A New York man was stunned to find out that his four-year-old twins were not an accidental pregnancy after all -- but that his desperate girlfriend secretly stashed away his sperm and used it for an in-vitro procedure, he charges in a lawsuit.
Joseph Pressil, 36, was not planning on having children with Anetria Burnett, with whom he was in a relationship for six months in 2007, he said.
So she took matters into her own hands, he told the New York Post, in order to remain in his Texas house and make a legal bid for half of his possessions.
"A gold digger is an understatement. She was trying to get community property and alimony. She's ruthless," he said.
Now, Pressil is suing Burnett in Texas for custody of their sons.
"This is more than a nightmare -- it's a horror story," he told the Post.
Pressil, a telecommunications manager, said he hooked up with Burnett, 34, when he lived in Texas -- and was a little surprised when she announced she was pregnant.
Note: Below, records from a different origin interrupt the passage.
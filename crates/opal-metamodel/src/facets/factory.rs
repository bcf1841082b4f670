//! Facet Factory Contract
//!
//! Factories run in the programming model's snapshot order; each receives
//! the class model and the open facet holder for the element being
//! processed. Support methods a factory recognizes are recorded with the
//! [`MethodRemover`] so later discovery skips them.

use opal_core::ident::Identifier;
use opal_core::reflect::cache::{ClassCache, ClassModel};
use opal_core::reflect::decl::{MethodModel, TypeKey};

use crate::facetapi::FacetHolder;
use crate::progmodel::MetaModelRefiner;

/// Records support methods consumed during introspection, so they are
/// excluded from member discovery and can be reported afterwards.
#[derive(Debug, Default)]
pub struct MethodRemover {
    removed: Vec<MethodModel>,
}

impl MethodRemover {
    /// Create an empty remover
    pub fn new() -> Self {
        Self::default()
    }

    /// Mark a method as consumed
    pub fn remove(&mut self, method: &MethodModel) {
        if !self.is_removed(method) {
            self.removed.push(method.clone());
        }
    }

    /// Check whether a method has been consumed
    pub fn is_removed(&self, method: &MethodModel) -> bool {
        self.removed.iter().any(|m| m.same_signature(method))
    }

    /// The consumed methods, in consumption order
    pub fn removed(&self) -> &[MethodModel] {
        &self.removed
    }

    /// Consume the remover, yielding the removed methods
    pub fn into_removed(self) -> Vec<MethodModel> {
        self.removed
    }
}

/// Context for class-level facet contribution.
pub struct ProcessClassContext<'a> {
    /// Cache the declarations resolve through
    pub cache: &'a ClassCache,
    /// The inspected type's structural facts
    pub class_model: &'a ClassModel,
    /// The specification's open facet holder
    pub facets: &'a mut FacetHolder,
    /// Consumed-method sink
    pub remover: &'a mut MethodRemover,
}

/// Context for member-level (property, collection, action) contribution.
pub struct ProcessMemberContext<'a> {
    /// Cache the declarations resolve through
    pub cache: &'a ClassCache,
    /// The inspected type's structural facts
    pub class_model: &'a ClassModel,
    /// The member's name
    pub member_name: &'a str,
    /// The member's backing method (accessor or action method)
    pub method: &'a MethodModel,
    /// The member's identifier
    pub identifier: &'a Identifier,
    /// The member's open facet holder
    pub facets: &'a mut FacetHolder,
    /// Consumed-method sink
    pub remover: &'a mut MethodRemover,
}

/// Context for action-parameter contribution.
pub struct ProcessParameterContext<'a> {
    /// Cache the declarations resolve through
    pub cache: &'a ClassCache,
    /// The inspected type's structural facts
    pub class_model: &'a ClassModel,
    /// The owning action's name
    pub action_name: &'a str,
    /// The owning action's identifier
    pub identifier: &'a Identifier,
    /// Zero-based parameter index
    pub param_index: usize,
    /// The parameter's declared type
    pub param_type: &'a TypeKey,
    /// The parameter's open facet holder
    pub facets: &'a mut FacetHolder,
    /// Consumed-method sink
    pub remover: &'a mut MethodRemover,
}

/// A contribution to the metamodel build pipeline.
///
/// Default implementations contribute nothing, so a factory only overrides
/// the callbacks relevant to it.
pub trait FacetFactory: Send + Sync {
    /// Stable factory name, used by init filters and diagnostics
    fn name(&self) -> &'static str;

    /// Contribute class-level facets
    fn process_class(&self, _ctx: &mut ProcessClassContext<'_>) {}

    /// Contribute property facets
    fn process_property(&self, _ctx: &mut ProcessMemberContext<'_>) {}

    /// Contribute collection facets
    fn process_collection(&self, _ctx: &mut ProcessMemberContext<'_>) {}

    /// Contribute action facets
    fn process_action(&self, _ctx: &mut ProcessMemberContext<'_>) {}

    /// Contribute action-parameter facets
    fn process_action_parameter(&self, _ctx: &mut ProcessParameterContext<'_>) {}

    /// When this factory also refines the programming model during init,
    /// expose the refiner side
    fn as_refiner(&self) -> Option<&dyn MetaModelRefiner> {
        None
    }
}
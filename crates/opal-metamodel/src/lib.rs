//! Opal Metamodel
//!
//! This crate builds and serves the metamodel:
//! - Facet API (attachable units of behavior keyed by facet kind)
//! - Programming model (ordered, pluggable registry of contributions)
//! - Specification loader (introspects declarations into cached specs)
//! - Managed objects (runtime wrappers with specialization-fixed policies)

#![warn(missing_docs)]
#![warn(rust_2018_idioms)]

pub mod config;
pub mod context;
pub mod facetapi;
pub mod facets;
pub mod object;
pub mod progmodel;
pub mod spec;
pub mod specloader;

pub use config::IntrospectionConfig;
pub use context::MetamodelContext;
pub use facetapi::{Facet, FacetHolder, ImperativeAspect, Intent};
pub use object::{
    Bookmark, BookmarkPolicy, BookmarkResolver, ManagedObject, ObjectError, PojoPolicy,
    Specialization, SpecializationPolicy, TypePolicy,
};
pub use progmodel::{
    default_programming_model, AcceptAll, ExcludingMarkers, FacetProcessingOrder, InitFilter,
    Marker, MetaModelRefiner, PostProcessingOrder, ProgrammingModel, ValidationOrder,
};
pub use spec::{ActionParameter, BeanSort, MemberKind, ObjectAction, ObjectMember, ObjectSpecification};
pub use specloader::{SpecificationLoader, ValidationFailure};
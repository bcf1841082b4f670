//! Entity Facet

use std::any::Any;
use std::fmt;
use std::sync::Arc;

use opal_core::reflect::decl::TypeKey;
use opal_core::reflect::pojo::Pojo;

use crate::facetapi::Facet;
use crate::object::bookmark::{Bookmark, BookmarkResolver};

/// Marks a specification as persistence-managed and carries the seam used
/// to resolve entity bookmarks.
#[derive(Clone)]
pub struct EntityFacet {
    resolver: Arc<dyn BookmarkResolver>,
}

impl EntityFacet {
    /// Create over the given persistence seam
    pub fn new(resolver: Arc<dyn BookmarkResolver>) -> Self {
        Self { resolver }
    }

    /// Resolve the bookmark for an entity instance; `None` means the
    /// instance is not persistent yet
    pub fn bookmark_for(&self, type_key: &TypeKey, pojo: &Pojo) -> Option<Bookmark> {
        self.resolver.bookmark_for(type_key, pojo)
    }
}

impl fmt::Debug for EntityFacet {
    fn fmt(&self, f: &mut fmt::Formatter<'_>) -> fmt::Result {
        f.write_str("EntityFacet")
    }
}

impl Facet for EntityFacet {
    fn kind_name(&self) -> &'static str {
        "entity"
    }

    fn as_any(&self) -> &dyn Any {
        self
    }
}
impl ClassCache {
    /// Create a cache over the given declaration registry
    pub fn new(registry: Arc<DeclarationRegistry>) -> Self {
        Self {
            registry,
            inspected: Mutex::new(FxHashMap::default()),
        }
    }

    /// The registry this cache resolves declarations from
    pub fn registry(&self) -> &Arc<DeclarationRegistry> {
        &self.registry
    }

    /// Inspect a type, memoized; repeated calls return the same instance.
    /// Unknown types resolve to an empty model, never an error.
    pub fn inspect(&self, type_key: &TypeKey) -> Arc<ClassModel> {
        let mut inspected = self.inspected.lock();
        if let Some(hit) = inspected.get(type_key) {
            return hit.clone();
        }
        let model = Arc::new(self.build_model(type_key));
        inspected.insert(type_key.clone(), model.clone());
        model
    }

    /// Drop every cached entry. Test-harness support only; callers must
    /// quiesce concurrent readers first.
    pub fn invalidate(&self) {
        self.inspected.lock().clear();
    }

    /// Public method lookup that never fails for a missing method
    pub fn lookup_public_method(
        &self,
        type_key: &TypeKey,
        name: &str,
        param_types: &[TypeKey],
    ) -> Option<MethodModel> {
        let model = self.inspect(type_key);
        let key = MethodKey::of(type_key, name, param_types);
        model.public_methods.get(&key).cloned()
    }

    /// Variant of [`Self::lookup_public_method`] that also finds non-public
    /// declared methods
    pub fn lookup_public_or_declared_method(
        &self,
        type_key: &TypeKey,
        name: &str,
        param_types: &[TypeKey],
    ) -> Option<MethodModel> {
        let model = self.inspect(type_key);
        let key = MethodKey::of(type_key, name, param_types);
        model
            .public_methods
            .get(&key)
            .or_else(|| model.non_public_declared_methods.get(&key))
            .cloned()
    }

    /// All public methods of a type
    pub fn public_methods(&self, type_key: &TypeKey) -> Vec<MethodModel> {
        self.inspect(type_key)
            .declared_methods
            .iter()
            .filter(|m| m.is_public())
            .cloned()
            .collect()
    }

    /// All declared methods (public and non-public), in discovery order
    pub fn declared_methods(&self, type_key: &TypeKey) -> Vec<MethodModel> {
        self.inspect(type_key).declared_methods.to_vec()
    }

    /// Declared fields of a type
    pub fn declared_fields(&self, type_key: &TypeKey) -> Vec<FieldModel> {
        self.inspect(type_key).declared_fields.to_vec()
    }

    /// Public constructors of a type
    pub fn public_constructors(&self, type_key: &TypeKey) -> Vec<ConstructorModel> {
        self.inspect(type_key)
            .public_constructors
            .values()
            .cloned()
            .collect()
    }

    /// Public constructor lookup that never fails for a missing constructor
    pub fn lookup_public_constructor(
        &self,
        type_key: &TypeKey,
        param_types: &[TypeKey],
    ) -> Option<ConstructorModel> {
        let model = self.inspect(type_key);
        let key = ConstructorKey {
            type_key: type_key.clone(),
            param_types: param_types.to_vec(),
        };
        model.public_constructors.get(&key).cloned()
    }

    /// Public constructors carrying injection semantics: an Inject marker
    /// (directly or via meta-annotation), or an Autowired marker whose
    /// `required` attribute resolves to true
    pub fn constructors_with_inject_semantics(
        &self,
        type_key: &TypeKey,
    ) -> Vec<ConstructorModel> {
        self.inspect(type_key)
            .inject_constructors
            .values()
            .cloned()
            .collect()
    }

    /// Zero-arg, unit-returning methods carrying a post-construct marker,
    /// public or not
    pub fn post_construct_methods(&self, type_key: &TypeKey) -> Vec<MethodModel> {
        self.inspect(type_key)
            .post_construct_methods
            .values()
            .cloned()
            .collect()
    }

    /// Declared methods passing `filter`, memoized under `attribute_name`
    /// so higher layers can cache their own derived method sets without
    /// re-scanning
    pub fn declared_methods_having<F>(
        &self,
        type_key: &TypeKey,
        attribute_name: &str,
        filter: F,
    ) -> Arc<[MethodModel]>
    where
        F: Fn(&MethodModel) -> bool,
    {
        let model = self.inspect(type_key);
        let mut by_attribute = model.methods_by_attribute.lock();
        if let Some(hit) = by_attribute.get(attribute_name) {
            return hit.clone();
        }
        let computed: Arc<[MethodModel]> = model
            .declared_methods
            .iter()
            .filter(|m| filter(m))
            .cloned()
            .collect();
        by_attribute.insert(attribute_name.to_string(), computed.clone());
        computed
    }

    /// The single declared method with the given name; when overload
    /// candidates remain, the one with the most specific declaring type
    pub fn find_method_uniquely_by_name(
        &self,
        type_key: &TypeKey,
        name: &str,
    ) -> Option<MethodModel> {
        let model = self.inspect(type_key);
        let mut winner: Option<MethodModel> = None;
        for m in model.declared_methods.iter().filter(|m| m.name() == name) {
            winner = Some(match winner {
                None => m.clone(),
                Some(current) => {
                    if self
                        .registry
                        .is_subtype_of(m.declaring_type(), current.declaring_type())
                    {
                        m.clone()
                    } else {
                        current
                    }
                }
            });
        }
        winner
    }

    /// Conventionally-named getter for a field: `get`/`is` + capitalized
    /// field name, best-effort
    pub fn getter_for_field(
        &self,
        type_key: &TypeKey,
        field: &FieldModel,
    ) -> Option<MethodModel> {
        let capitalized = capitalize(field.name());
        ["get", "is"]
            .iter()
            .filter_map(|prefix| {
                self.lookup_public_or_declared_method(
                    type_key,
                    &format!("{}{}", prefix, capitalized),
                    &[],
                )
            })
            .find(|m| m.is_getter())
    }

    /// Field backing a conventionally-named getter, searching the getter's
    /// declaring type and its supertypes, best-effort
    pub fn field_for_getter(&self, getter: &MethodModel) -> Option<FieldModel> {
        if is_object_contract_method(getter) {
            return None;
        }
        let field_name = field_name_for_getter(getter)?;
        for type_key in self.registry.hierarchy_of(getter.declaring_type()) {
            if let Some(decl) = self.registry.lookup(&type_key) {
                if let Some(field) = decl.fields().iter().find(|f| f.name() == field_name) {
                    return Some(field.clone());
                }
            }
        }
        None
    }

    /// Whether the type carries root-element semantics
    pub fn has_root_element_semantics(&self, type_key: &TypeKey) -> bool {
        self.inspect(type_key).has_root_element_semantics
    }

    fn build_model(&self, type_key: &TypeKey) -> ClassModel {
        let decl = self.registry.lookup(type_key);

        let mut order: Vec<MethodKey> = Vec::new();
        let mut by_key: FxHashMap<MethodKey, MethodModel> = FxHashMap::default();
        for hierarchy_key in self.registry.hierarchy_of(type_key) {
            if let Some(d) = self.registry.lookup(&hierarchy_key) {
                for method in d.methods() {
                    if !method_include_filter(method) {
                        continue;
                    }
                    let key = MethodKey::of(type_key, method.name(), method.param_types());
                    put_honoring_override(
                        &self.registry,
                        &mut by_key,
                        &mut order,
                        key,
                        method.clone(),
                    );
                }
            }
        }
        let declared_methods: Vec<MethodModel> = order
            .iter()
            .map(|key| by_key.get(key).expect("key collected above").clone())
            .collect();

        let mut public_constructors = FxHashMap::default();
        let mut inject_constructors = FxHashMap::default();
        let mut declared_fields = Vec::new();
        let mut is_abstract = false;
        let mut annotations = AnnotationSet::empty();
        let mut has_root_element_semantics = false;

        if let Some(d) = &decl {
            declared_fields = d.fields().to_vec();
            is_abstract = d.is_abstract();
            annotations = d.annotations().clone();
            has_root_element_semantics = d
                .annotations()
                .synthesize(AnnotationKind::RootElement)
                .is_some();

            for constructor in d.constructors().iter().filter(|c| c.is_public()) {
                let key = ConstructorKey {
                    type_key: type_key.clone(),
                    param_types: constructor.param_types().to_vec(),
                };
                public_constructors.insert(key.clone(), constructor.clone());
                if is_inject_semantics(constructor) {
                    inject_constructors.insert(key, constructor.clone());
                }
            }
        }

        let mut public_methods = FxHashMap::default();
        let mut post_construct_methods = FxHashMap::default();
        let mut non_public_declared_methods = FxHashMap::default();
        for method in &declared_methods {
            let key = MethodKey::of(type_key, method.name(), method.param_types());
            if is_post_construct(method) {
                post_construct_methods.insert(key.clone(), method.clone());
            }
            if method.is_public() {
                public_methods.insert(key, method.clone());
            } else {
                non_public_declared_methods.insert(key, method.clone());
            }
        }

        ClassModel {
            type_key: type_key.clone(),
            is_abstract,
            annotations,
            declared_fields,
            declared_methods,
            public_constructors,
            inject_constructors,
            public_methods,
            post_construct_methods,
            non_public_declared_methods,
            methods_by_attribute: Mutex::new(FxHashMap::default()),
            has_root_element_semantics,
        }
    }
}
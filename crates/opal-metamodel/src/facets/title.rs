//! Title Facet
//!
//! Every specification ends up with a title facet: preferably backed by a
//! declared `title()` support method, next by an overriding `toString`,
//! and as a last resort the type's natural name.

use std::any::Any;

use opal_core::reflect::decl::MethodModel;
use opal_core::reflect::pojo::{Invoked, Pojo};

use crate::facetapi::{Facet, ImperativeAspect, Intent};
use crate::facets::TranslationBinding;

/// Computes the user-visible title of a wrapped domain object.
#[derive(Debug)]
pub struct TitleFacet {
    aspect: Option<ImperativeAspect>,
    translation: Option<TranslationBinding>,
    fallback: String,
}

impl TitleFacet {
    /// Backed by a declared `title()` support method
    pub fn via_method(
        method: MethodModel,
        translation: TranslationBinding,
        fallback: impl Into<String>,
    ) -> Self {
        Self {
            aspect: Some(ImperativeAspect::single(method, Intent::UiHint)),
            translation: Some(translation),
            fallback: fallback.into(),
        }
    }

    /// Backed by an overriding `toString`
    pub fn via_to_string(method: MethodModel, fallback: impl Into<String>) -> Self {
        Self {
            aspect: Some(ImperativeAspect::single(method, Intent::UiHint)),
            translation: None,
            fallback: fallback.into(),
        }
    }

    /// Fixed fallback title, typically the type's natural name
    pub fn fallback(fallback: impl Into<String>) -> Self {
        Self {
            aspect: None,
            translation: None,
            fallback: fallback.into(),
        }
    }

    /// Whether this facet is backed by a support method
    pub fn is_imperative(&self) -> bool {
        self.aspect.is_some()
    }

    /// The title for the given instance; the fallback when no instance is
    /// at hand or the support method yields nothing usable
    pub fn title(&self, target: Option<&Pojo>) -> String {
        if let (Some(aspect), Some(pojo)) = (&self.aspect, target) {
            match aspect.method().invoke(pojo, &[]) {
                Some(Invoked::Text(text)) => return text,
                Some(Invoked::Translatable(text)) => {
                    if let Some(translation) = &self.translation {
                        return translation.translate(&text);
                    }
                    return text.pattern().to_string();
                }
                _ => {}
            }
        }
        self.fallback.clone()
    }
}

impl Facet for TitleFacet {
    fn kind_name(&self) -> &'static str {
        "title"
    }

    fn imperative(&self) -> Option<&ImperativeAspect> {
        self.aspect.as_ref()
    }

    fn as_any(&self) -> &dyn Any {
        self
    }
}
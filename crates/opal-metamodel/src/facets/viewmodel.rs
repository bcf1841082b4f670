//! View-Model Facet

use std::any::Any;

use sha2::{Digest, Sha256};

use opal_core::reflect::decl::{MethodModel, TypeKey};
use opal_core::reflect::pojo::{Invoked, Pojo};

use crate::facetapi::{Facet, ImperativeAspect, Intent};
use crate::object::bookmark::Bookmark;

/// Marks a specification as a view-model whose state travels with its
/// bookmark. The bookmark identifier is a digest of the instance's memento,
/// so it changes whenever the state does.
#[derive(Debug)]
pub struct ViewModelFacet {
    memento: Option<ImperativeAspect>,
}

impl ViewModelFacet {
    /// Backed by a declared `memento()` support method
    pub fn via_memento_method(method: MethodModel) -> Self {
        Self {
            memento: Some(ImperativeAspect::single(method, Intent::LifecycleEvent)),
        }
    }

    /// Stateless view-model; the bookmark is constant
    pub fn stateless() -> Self {
        Self { memento: None }
    }

    /// The current memento string for an instance
    pub fn memento(&self, pojo: &Pojo) -> String {
        match &self.memento {
            Some(aspect) => match aspect.method().invoke(pojo, &[]) {
                Some(Invoked::Text(state)) => state,
                _ => String::new(),
            },
            None => String::new(),
        }
    }

    /// The refreshable bookmark for an instance, derived from its current
    /// state
    pub fn bookmark_for(&self, type_key: &TypeKey, pojo: &Pojo) -> Bookmark {
        let state = self.memento(pojo);
        let digest = Sha256::digest(state.as_bytes());
        Bookmark::new(type_key.name(), hex::encode(digest))
    }
}

impl Facet for ViewModelFacet {
    fn kind_name(&self) -> &'static str {
        "view-model"
    }

    fn imperative(&self) -> Option<&ImperativeAspect> {
        self.memento.as_ref()
    }

    fn as_any(&self) -> &dyn Any {
        self
    }
}
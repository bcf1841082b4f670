//! Action Invocation Facet

use std::any::Any;

use opal_core::reflect::decl::{MethodModel, TypeKey};
use opal_core::reflect::pojo::{Invoked, Pojo};

use crate::facetapi::{Facet, ImperativeAspect, Intent};

/// Executes an action's backing method.
#[derive(Debug)]
pub struct ActionInvocationFacet {
    aspect: ImperativeAspect,
    return_type: Option<TypeKey>,
}

impl ActionInvocationFacet {
    /// Backed by the action method itself
    pub fn via_method(method: MethodModel) -> Self {
        let return_type = method.return_type().cloned();
        Self {
            aspect: ImperativeAspect::single(method, Intent::Execute),
            return_type,
        }
    }

    /// The action's declared return type
    pub fn return_type(&self) -> Option<&TypeKey> {
        self.return_type.as_ref()
    }

    /// Invoke the action on the given instance
    pub fn invoke(&self, target: &Pojo, args: &[Pojo]) -> Option<Invoked> {
        self.aspect.method().invoke(target, args)
    }
}

impl Facet for ActionInvocationFacet {
    fn kind_name(&self) -> &'static str {
        "action-invocation"
    }

    fn imperative(&self) -> Option<&ImperativeAspect> {
        Some(&self.aspect)
    }

    fn as_any(&self) -> &dyn Any {
        self
    }
}
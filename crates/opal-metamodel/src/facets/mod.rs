//! Concrete Facets and Facet Factories
//!
//! Facets either hold data contributed from annotations or wrap a declared
//! support method (imperative facets). Facet factories inspect the class
//! model and attach facets to the specification under construction,
//! consuming the support methods they recognize.

pub mod accessor;
pub mod builtin;
pub mod entity;
pub mod factory;
pub mod icon;
pub mod invocation;
pub mod support;
pub mod title;
pub mod value;
pub mod viewmodel;

use std::fmt;
use std::sync::Arc;

use opal_core::i18n::{TranslatableString, TranslationService};

pub use accessor::{CollectionAccessorFacet, PropertyAccessorFacet};
pub use builtin::{
    AccessorFacetFactory, EntityFacetFactory, FallbackFacetFactory, IconFacetViaMethodFactory,
    MemberSupportFacetFactory, TitleFacetViaMethodFactory, ValueFacetFactory,
    ViewModelFacetFactory,
};
pub use entity::EntityFacet;
pub use factory::{
    FacetFactory, MethodRemover, ProcessClassContext, ProcessMemberContext,
    ProcessParameterContext,
};
pub use icon::IconFacet;
pub use invocation::ActionInvocationFacet;
pub use support::{
    ActionParameterChoicesFacet, ActionParameterDefaultsFacet, ActionParameterValidationFacet,
    ActionValidationFacet, DisabledFacetViaMethod, HiddenFacetViaMethod, PropertyValidationFacet,
};
pub use title::TitleFacet;
pub use value::{ValueFacet, ValueSemantics, ValueSemanticsRegistry};
pub use viewmodel::ViewModelFacet;

/// A translation service paired with the context it translates in; carried
/// by facets that surface user-facing text.
#[derive(Clone)]
pub struct TranslationBinding {
    service: Arc<dyn TranslationService>,
    context: String,
}

impl TranslationBinding {
    /// Bind a service to a translation context
    pub fn new(service: Arc<dyn TranslationService>, context: impl Into<String>) -> Self {
        Self {
            service,
            context: context.into(),
        }
    }

    /// The bound translation context
    pub fn context(&self) -> &str {
        &self.context
    }

    /// Translate within the bound context
    pub fn translate(&self, text: &TranslatableString) -> String {
        text.translate(&*self.service, &self.context)
    }
}

impl fmt::Debug for TranslationBinding {
    fn fmt(&self, f: &mut fmt::Formatter<'_>) -> fmt::Result {
        write!(f, "TranslationBinding({})", self.context)
    }
}
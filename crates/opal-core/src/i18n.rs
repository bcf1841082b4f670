//! Translation Seam
//!
//! Facets that produce user-facing text call out through
//! [`TranslationService`] with an identifier-derived context string. The
//! metamodel never performs translation itself; catalogs live with the
//! hosting application.

use std::fmt;

/// External service resolving user-facing text for a translation context.
pub trait TranslationService: Send + Sync {
    /// Translate `text` within the given context, returning the text
    /// unchanged when no translation exists
    fn translate(&self, context: &str, text: &str) -> String;
}

/// Identity implementation, used when no catalog is wired.
#[derive(Debug, Clone, Copy, Default)]
pub struct PassThroughTranslator;

impl TranslationService for PassThroughTranslator {
    fn translate(&self, _context: &str, text: &str) -> String {
        text.to_string()
    }
}

/// Translatable text with named `{placeholder}` arguments, substituted
/// after the pattern has been translated.
#[derive(Debug, Clone, PartialEq)]
pub struct TranslatableString {
    pattern: String,
    args: Vec<(String, String)>,
}

impl TranslatableString {
    /// Create from a pattern
    pub fn tr(pattern: impl Into<String>) -> Self {
        Self {
            pattern: pattern.into(),
            args: Vec::new(),
        }
    }

    /// Bind a named placeholder
    pub fn with_arg(mut self, name: impl Into<String>, value: impl fmt::Display) -> Self {
        self.args.push((name.into(), value.to_string()));
        self
    }

    /// The untranslated pattern
    pub fn pattern(&self) -> &str {
        &self.pattern
    }

    /// Translate the pattern via the given service, then substitute
    /// placeholders
    pub fn translate(&self, service: &dyn TranslationService, context: &str) -> String {
        let mut text = service.translate(context, &self.pattern);
        for (name, value) in &self.args {
            text = text.replace(&format!("{{{}}}", name), value);
        }
        text
    }
}
//! Facet API
//!
//! A facet is an attachable unit of behavior or metadata; every concrete
//! facet type is its own facet kind, and a [`FacetHolder`] owns at most one
//! facet per kind. Holders are mutable while the metamodel is under
//! construction and frozen afterwards.

use std::any::{Any, TypeId};
use std::fmt;

use rustc_hash::FxHashMap;

use opal_core::reflect::decl::MethodModel;

/// Why an imperative facet's backing method exists.
#[derive(Debug, Clone, Copy, PartialEq, Eq, Hash)]
pub enum Intent {
    /// Reads a member value
    Accessor,
    /// Executes an action
    Execute,
    /// Vetoes a proposed value or argument list
    CheckIfValid,
    /// Hides a member
    CheckIfHidden,
    /// Disables a member
    CheckIfDisabled,
    /// Supplies choices or a default
    ChoicesOrDefault,
    /// Supplies a UI hint such as a title or icon
    UiHint,
    /// Lifecycle callback
    LifecycleEvent,
}

/// The imperative side of a facet: the support method(s) backing it and the
/// intent they serve. Methods recorded here were consumed during metamodel
/// build and must not be treated as ordinary members.
#[derive(Debug, Clone)]
pub struct ImperativeAspect {
    methods: Vec<MethodModel>,
    intent: Intent,
}

impl ImperativeAspect {
    /// Aspect backed by a single method
    pub fn single(method: MethodModel, intent: Intent) -> Self {
        Self {
            methods: vec![method],
            intent,
        }
    }

    /// The backing methods
    pub fn methods(&self) -> &[MethodModel] {
        &self.methods
    }

    /// The first backing method
    pub fn method(&self) -> &MethodModel {
        &self.methods[0]
    }

    /// The intent the backing methods serve
    pub fn intent(&self) -> Intent {
        self.intent
    }
}

/// An attachable unit of behavior or metadata.
pub trait Facet: Any + Send + Sync + fmt::Debug {
    /// Stable kind name for diagnostics and the metamodel summary
    fn kind_name(&self) -> &'static str;

    /// The imperative side of this facet, when method-backed
    fn imperative(&self) -> Option<&ImperativeAspect> {
        None
    }

    /// Upcast for kind-keyed retrieval
    fn as_any(&self) -> &dyn Any;
}

/// Owner of a set of facets, keyed by facet kind.
///
/// Mutable until [`FacetHolder::freeze`]; adding a facet of an already
/// present kind replaces it (last writer wins).
#[derive(Debug, Default)]
pub struct FacetHolder {
    facets: FxHashMap<TypeId, Box<dyn Facet>>,
    frozen: bool,
}

impl FacetHolder {
    /// Create an open, empty holder
    pub fn new() -> Self {
        Self::default()
    }

    /// Attach a facet, replacing any existing facet of the same kind.
    ///
    /// # Panics
    /// Panics when the holder has been frozen; facets are only contributed
    /// during metamodel build.
    pub fn add_facet<F: Facet>(&mut self, facet: F) {
        assert!(
            !self.frozen,
            "facet holder is frozen, cannot add facet '{}'",
            facet.kind_name()
        );
        self.facets.insert(TypeId::of::<F>(), Box::new(facet));
    }

    /// The facet of the given kind, if present
    pub fn get_facet<F: Facet>(&self) -> Option<&F> {
        self.facets
            .get(&TypeId::of::<F>())
            .and_then(|f| f.as_any().downcast_ref::<F>())
    }

    /// Check for a facet of the given kind
    pub fn contains_facet<F: Facet>(&self) -> bool {
        self.facets.contains_key(&TypeId::of::<F>())
    }

    /// Number of facets held
    pub fn facet_count(&self) -> usize {
        self.facets.len()
    }

    /// Kind names of all held facets, sorted for stable output
    pub fn facet_kind_names(&self) -> Vec<&'static str> {
        let mut names: Vec<&'static str> =
            self.facets.values().map(|f| f.kind_name()).collect();
        names.sort_unstable();
        names
    }

    /// Backing methods of every imperative facet held
    pub fn imperative_methods(&self) -> Vec<MethodModel> {
        self.facets
            .values()
            .filter_map(|f| f.imperative())
            .flat_map(|aspect| aspect.methods().iter().cloned())
            .collect()
    }

    /// Close the holder for mutation
    pub fn freeze(&mut self) {
        self.frozen = true;
    }

    /// Whether the holder has been frozen
    pub fn is_frozen(&self) -> bool {
        self.frozen
    }
}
"We always used condoms," he said. But when a DNA test proved him to be the father, Pressil said he began paying $800 a month in child support.
"At first, I doubted [the children were mine], but I figured I would wait until the twins were born," he said. "But when the kids were born, they looked just like me."
The real bombshell dropped last February, when Pressil got a strange receipt in the mail for sperm cryopreservation.
Confused, he called the company that had sent him the paperwork, which referred him to the Advanced Fertility Center of Texas, where a manager asked him to sign a release form.
That is when he said he uncovered the bizarre plot.
"She was taking [the semen in condoms] after the fact and running down to the clinic with it," said Jason Gibson, who is representing Pressil in his suit. He now has joint custody.
The fertility clinic's manager simply assumed he and his ex were married when she got the successful in-vitro fertilization procedure that resulted in the birth of the twins, his suit says.
Pressil then said he confronted Burnett, an exotic dancer, who allegedly told him, "Oh you're not stupid. I thought you knew."
"Her reason for doing it was to stay in the home -- because I had told her she had to leave my house when we broke up," he said.
She even filed to have him declared her common-law husband, he said, which would have entitled her to half his property. The filing was denied.